Dynamic Shared Memory allocation of more than one array

Hello, I have three questions whose answers I couldn’t find on the documentation or the forum.

  1. I read about how I could pass the size of a dynamically allocated array stored in shared memory as a template parameter.
    However I need to dynamically allocate two arrays in shared memory with different lengths. How do I go about doing this?

  2. My second question deals with simple structs and whether their member variables are stored in registers or in the local memory. I have a struct with a minimal number of primitive member fields which are used frequently by the kernel. How can I make sure that these fields are stored in registers rather than the slow local memory? Does the “register” keyword do anything? I’ve heard that modern compilers ignore it even in regular c++.

  3. Finally, one of my kernels needs a small array of numbers as an argument. I pass the array through constant memory but my kernel is invoked frequently and the copy to constant memory has quite some overhead. I could also copy the array to global memory but I do not expect the performance to be any different.

Is there any way I can pass the contents of the array “by value” avoiding a memcopy? I can’t put the values in a struct because I don’t know the size of the array a-priori.

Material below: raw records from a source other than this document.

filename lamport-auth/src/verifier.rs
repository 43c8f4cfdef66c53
//! Verifier-side acceptance state.
//!
//! The verifier never sees the seed. It keeps only the last accepted link
//! and checks that each response hashes to it.

use crate::chain::ChainHash;

/// Acceptance state for a single session.
///
/// This type does not enforce session ordering (when a commitment may be
/// accepted, when a response is expected); the session state machine layered
/// on top does.
#[derive(Debug, Clone)]
pub struct VerifierState {
    /// `None` until a commitment arrives.
    last_accepted: Option<ChainHash>,
    /// Next challenge index to issue, starting at 1.
    next_challenge: u32,
    /// Challenge issued but not yet answered.
    in_flight: Option<u32>,
}

impl VerifierState {
    #[must_use]
    pub fn new() -> Self {
        Self {
            last_accepted: None,
            next_challenge: 1,
            in_flight: None,
        }
    }

    /// Anchor on a commitment `hn`.
    ///
    /// Overwrites any previous value and rewinds the cursor to 1.
    pub fn accept_commitment(&mut self, commitment: ChainHash) {
        self.last_accepted = Some(commitment);
        self.next_challenge = 1;
        self.in_flight = None;
    }

    /// Check a response against the last accepted link.
    ///
    /// Returns `true` iff `H(response) == last_accepted`. On success the
    /// response becomes the new last accepted link and the cursor advances;
    /// on failure nothing changes. Always `false` before a commitment.
    #[must_use = "a rejected response must terminate the session"]
    pub fn verify(&mut self, response: &ChainHash) -> bool {
        let Some(expected) = self.last_accepted.as_ref() else {
            return false;
        };
        if response.successor() != *expected {
            return false;
        }

        self.last_accepted = Some(*response);
        self.next_challenge = self.next_challenge.saturating_add(1);
        self.in_flight = None;
        true
    }

    /// Mark the next challenge as in flight and return its index.
    pub fn issue_challenge(&mut self) -> u32 {
        self.in_flight = Some(self.next_challenge);
        self.next_challenge
    }

    #[must_use]
    pub fn next_challenge(&self) -> u32 {
        self.next_challenge
    }

    #[must_use]
    pub fn challenge_in_flight(&self) -> Option<u32> {
        self.in_flight
    }

    #[must_use]
    pub fn last_accepted(&self) -> Option<&ChainHash> {
        self.last_accepted.as_ref()
    }

    #[must_use]
    pub fn has_commitment(&self) -> bool {
        self.last_accepted.is_some()
    }

    /// True once a commitment is held and no challenge is outstanding.
    #[must_use]
    pub fn is_ready(&self) -> bool {
        self.has_commitment() && self.in_flight.is_none()
    }
}

impl Default for VerifierState {
    fn default() -> Self {
        Self::new()
    }
}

I would really appreciate your knowledge on these issues.
Thanks

  1. Allocate shared memory with the combined size of the two arrays. Pass the size of the first array to the kernel as a parameter so the kernel would know the offset of the starting address of the second array.

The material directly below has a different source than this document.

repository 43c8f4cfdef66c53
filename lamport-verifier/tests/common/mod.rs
mod harness;

pub use harness::*;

  2. In the documentation that I’ve read I’ve never seen any mentioning of the register keyword. I would expect the compiler to be smart enough to leave frequently used variables of structures in register. You can confirm the behaviour of the compiler using cuobjdump -sass file. In case the behaviour is not what you want, you can declare the things you want to keep in registers as variables and do the load and store explicitly before and after the computation.

  3. You’re saying that every time the kernel is invoked the argument array would be different? What you are thinking is not impossible, but it would appear quite weird to me. Kernel arguments must have fixed size known at compile time, and to do what you want perhaps you’ll need an argument space as large as the maximal size of the array you want to pass in.

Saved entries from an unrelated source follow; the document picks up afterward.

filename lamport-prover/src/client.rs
//! Framed connection to the verifier.

use std::io;

use lamport_auth::ChainHash;
use lamport_proto::{decode_challenge, read_frame, write_hash, WireError};
use tokio::io::AsyncWriteExt;
use tokio::net::tcp::{OwnedReadHalf, OwnedWriteHalf};
use tokio::net::{TcpStream, ToSocketAddrs};

/// A message received from the verifier.
#[derive(Debug, Clone, PartialEq, Eq)]
pub enum Inbound {
    Challenge(u32),
    /// A frame that did not decode as a challenge.
    Malformed(WireError),
    /// The verifier closed the connection.
    Closed,
}

/// Prover side of the connection.
///
/// Reads and writes happen strictly in turn, so the halves need no locking.
#[derive(Debug)]
pub struct ProverClient {
    reader: OwnedReadHalf,
    writer: OwnedWriteHalf,
}

impl ProverClient {
    pub async fn connect(addr: impl ToSocketAddrs) -> io::Result<Self> {
        let stream = TcpStream::connect(addr).await?;
        Ok(Self::new(stream))
    }

    pub fn new(stream: TcpStream) -> Self {
        let (reader, writer) = stream.into_split();
        Self { reader, writer }
    }

    /// Send a commitment or OTP response.
    pub async fn send_hash(&mut self, hash: &ChainHash) -> io::Result<()> {
        write_hash(&mut self.writer, hash).await
    }

    /// Wait for the next challenge.
    ///
    /// EOF and connection resets both map to [`Inbound::Closed`]; the
    /// verifier closes abruptly after a failed verification.
    pub async fn recv(&mut self) -> io::Result<Inbound> {
        match read_frame(&mut self.reader).await {
            Ok(frame) => Ok(match decode_challenge(&frame) {
                Ok(challenge) => Inbound::Challenge(challenge),
                Err(e) => Inbound::Malformed(e),
            }),
            Err(e)
                if matches!(
                    e.kind(),
                    io::ErrorKind::UnexpectedEof | io::ErrorKind::ConnectionReset
                ) =>
            {
                Ok(Inbound::Closed)
            }
            Err(e) => Err(e),
        }
    }

    /// Close the write side.
    pub async fn shutdown(&mut self) -> io::Result<()> {
        self.writer.shutdown().await
    }
}
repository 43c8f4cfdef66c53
//! Lamport OTP prover.
//!
//! Connects to the verifier, commits to a fresh hash chain, and answers each
//! challenge index with the matching link, walking the chain backwards.
//! The seed and chain live only as long as the connection.

pub mod args;
pub mod client;
pub mod run;

pub use client::{Inbound, ProverClient};
pub use run::{run, run_session, ProverReport};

__global__ void kernel(int arg1, int arg2, int arg3, int arg4, int arg5, int arg6, int arg7, int arg8...)

{

}

Wouldn’t this be very weird? Copying to global memory looks like a rather straightforward solution and the overhead can be completely hidden if the second kernel launch’s arguments do not depend on the result of the first kernel launch, and if the kernel is not extremely short.

1 Like
  1. What if the two arrays had different types?

  2. I’d rather not trust the compiler. If anyone knows more about how structs are stored in memory it would be helpful. I could use the variables without the struct but it would be sort of an ugly solution.

  3. That’s what I thought. I was hoping for some sort of trick to pass arrays as parameters, because I have a short kernel which is executed very often and the overhead is noticeable relative to the time it takes the kernel to execute.

__global__ void kernel(int size1, int size2)

{

	extern __shared__ Type1 Array1[];

	Type2 *Array2 = (Type2*)(Array1 + size1 / sizeof(Type1));

}
  1. The compiler rarely resorts to local memory. If you pass the struct(s) in from global memory, then the struct(s) will at least get cached at L1. If you declare an array of struct from inside your kernel, and the array cannot fit into the available amount of registers, then the array will be stored in local memory, which is cached at L2 only. If you declare the array from inside the kernel and the array is small enough to fit into the registers that a thread has, then the entire array will stay in registers. In the cases where global or local memory is used, it is without doubt that the compiler must load certain parts of the struct into register in order to do any non-atomic operations. As for how long the the loaded parts can stay in register it certainly depends on your register pressure as well as the frequency of reference.

  2. If I were you, I would try altering the algorithm to make a single kernel launch run long enough.

If you’re on Windows Vista/7, maybe you want to go on Linux instead or switch to the TCC driver.

Yes I’d rather do more work in the kernel but the nature of the program won’t allow that.

Thank you, you’ve been very helpful.